Mosayeb Davoudi Kashkouli, Peiman Moradi
doi.org/10.36647/CIML/06.02.A010
Abstract : Traditional maintenance solutions, such as unplanned repairs, periodic inspections, and manual record-keeping, struggle to handle growing industrial downtime costs. In the age of Industry 4.0, accurately predicting remaining useful life for aero-engine components is crucial for reducing unexpected downtime and optimising maintenance schedules. Predictive maintenance, utilising Industry 4.0 technologies such as machine learning, has the potential to significantly reduce these losses by predicting equipment faults and service life.

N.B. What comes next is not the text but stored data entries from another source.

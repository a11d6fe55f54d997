//! Logging init: file under XDG state dir, or graceful fallback to stderr.

use anyhow::Result;
use std::fs;
use std::io;
use tracing_subscriber::fmt::writer::BoxMakeWriter;
use tracing_subscriber::fmt::MakeWriter;
use tracing_subscriber::EnvFilter;

/// Filter used when `RUST_LOG` is unset.
pub const DEFAULT_FILTER: &str = "info,linkprobe=debug,linkprobe_core=debug";

/// Writer that is either a file or stderr (used when file clone fails).
enum FileOrStderr {
    File(fs::File),
    Stderr,
}

impl io::Write for FileOrStderr {
    fn write(&mut self, buf: &[u8]) -> io::Result<usize> {
        match self {
            FileOrStderr::File(f) => f.write(buf),
            FileOrStderr::Stderr => io::stderr().lock().write(buf),
        }
    }

    fn flush(&mut self) -> io::Result<()> {
        match self {
            FileOrStderr::File(f) => f.flush(),
            FileOrStderr::Stderr => io::stderr().lock().flush(),
        }
    }
}

struct FileMakeWriter(fs::File);

impl<'a> MakeWriter<'a> for FileMakeWriter {
    type Writer = FileOrStderr;

    fn make_writer(&'a self) -> Self::Writer {
        self.0
            .try_clone()
            .map(FileOrStderr::File)
            .unwrap_or(FileOrStderr::Stderr)
    }
}

fn env_filter() -> EnvFilter {
    EnvFilter::try_from_default_env().unwrap_or_else(|_| EnvFilter::new(DEFAULT_FILTER))
}

/// Initialize structured logging to `~/.local/state/linkprobe/linkprobe.log`.
/// On failure (e.g. state dir unwritable) returns Err so the caller can fall
/// back to stderr.
pub fn init_logging() -> Result<()> {
    let xdg_dirs = xdg::BaseDirectories::with_prefix("linkprobe")?;
    let log_file_path = xdg_dirs.place_state_file("linkprobe.log")?;

    let file = fs::OpenOptions::new()
        .create(true)
        .append(true)
        .open(&log_file_path)?;

    let writer = BoxMakeWriter::new(FileMakeWriter(file));

    tracing_subscriber::fmt()
        .with_env_filter(env_filter())
        .with_writer(writer)
        .with_ansi(false)
        .try_init()
        .map_err(|e| anyhow::anyhow!("tracing subscriber: {}", e))?;

    tracing::info!("linkprobe logging initialized at {}", log_file_path.display());

    Ok(())
}

/// Initialize logging to stderr only. Use when `init_logging()` fails so the
/// CLI doesn't crash.
pub fn init_logging_stderr() {
    let _ = tracing_subscriber::fmt()
        .with_env_filter(env_filter())
        .with_writer(io::stderr)
        .with_ansi(false)
        .try_init();
}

This study thoroughly assesses five deep learning architectures; artificial neural network, LSTM, bidirectional LSTM (BiLSTM), gated recurrent unit (GRU), and convolutional neural network (CNN) for estimating the service life of turbofan jet engines. This study utilises seven subsets of NASA's C- MAPSS dataset (simulating 128 engines under various operating scenarios and failure types) and preprocess sensor and operational data through alignment, missing-value handling, and data normalisation. The models are trained with the Adam optimiser using early stopping, tested, and validated with stratified splits (70%/15%/15%). Performance is assessed using root mean square error (RMSE), mean absolute error (MAE), coefficient of determination (R2), NASA's asymmetric scoring function, and a unique composite score (S). The results indicate that GRU outperforms other models and is the most effective DL architecture for aero-engine prognostics, with lower RMSE, MAE, and NS, as well as the best R2 and optimal composite score. Recurrent architectures (GRU, BiLSTM, and LSTM) maintained 78% of the top two performance ranks, demonstrating their effectiveness in modelling temporal degradation and predicting the aero-engines service life.
Keyword : Deep learning architectures, predictive maintenance, remaining useful life, turbofan engines.